During that Thursday call, Landis sounded downcast and heartbroken, saying he expected to clear his name but never his reputation. His demeanor was decidedly more fiery Friday, when he sat before a buzzing news conference and lashed out at the media for characterizing his plight as a drug scandal.
“I would like to make absolutely clear that I am not in any doping process,” said Landis, wearing a baseball cap turned backward and a white shirt with the name of his Phonak team.
Landis is still awaiting results from a backup sample, which would clear him immediately if found to be negative. But his lawyer, Luis Sanz, said he fully expected the backup test to come back with the same result, because the testosterone imbalance was produced naturally by Landis’s body.
And the 30-year-old cyclist said Friday that he would undergo additional testing to prove that “the levels that I’ve had during the Tour and all my career are natural and produced by my own organism.”
Until those tests are conducted, Landis said, “I ask not to be judged, or much less to be sentenced by anyone.”
But Landis saved his most aggressive tone for the defense of his title as Tour de France champion.
“I was the strongest guy. I deserved to win, and I’m proud of it,” he said.
Landis appeared to lose any chance of victory during a disastrous 16th stage of the Tour, then broke out with one of the greatest performances in history the next day. After winning the 17th stage, he submitted to a drug test — standard for a stage winner — that showed an “unusual level of testosterone/epitestosterone.”

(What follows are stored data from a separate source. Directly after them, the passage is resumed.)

mod execute;
mod execute_tests;
mod output;
mod output_tests;

use std::path::PathBuf;

use clap::Args;

use crate::input::validate_file_exists;
use crate::schema::Dbms;

/// Validate a schema IR and print the generated Prisma files
#[derive(Args, Debug)]
#[command(after_help = "\
Examples:
  ir_compiler write-schema --input app.json                    # All files, configured dbms
  ir_compiler write-schema -i app.json --dbms sqlite           # SQLite dialect
  ir_compiler write-schema -i app.json --file main.prisma      # Only the datasource file
  ir_compiler write-schema -i app.json --format json           # { filename: text } map")]
pub struct WriteSchemaCmd {
    /// Path to the schema application JSON
    #[arg(short, long, value_parser = validate_file_exists)]
    pub input: PathBuf,

    /// Target database (defaults to the configured dbms)
    #[arg(short, long, value_enum)]
    pub dbms: Option<Dbms>,

    /// Only print this file
    #[arg(long)]
    pub file: Option<String>,
}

“He does not have a high level of testosterone. That’s not been documented. He has a high ratio of testosterone to epitestosterone in his urine,” Landis’ personal physician, Dr. Brent Kay, said Friday night on CNN’s “Larry King Live.”
“Which could be due to an elevated testosterone level. It could be due to a low epitestosterone level. And it could be due to a variety of other factors with handling and specimen contamination and various other things.”
Kay also said that using testosterone would hurt rather than help a cyclist.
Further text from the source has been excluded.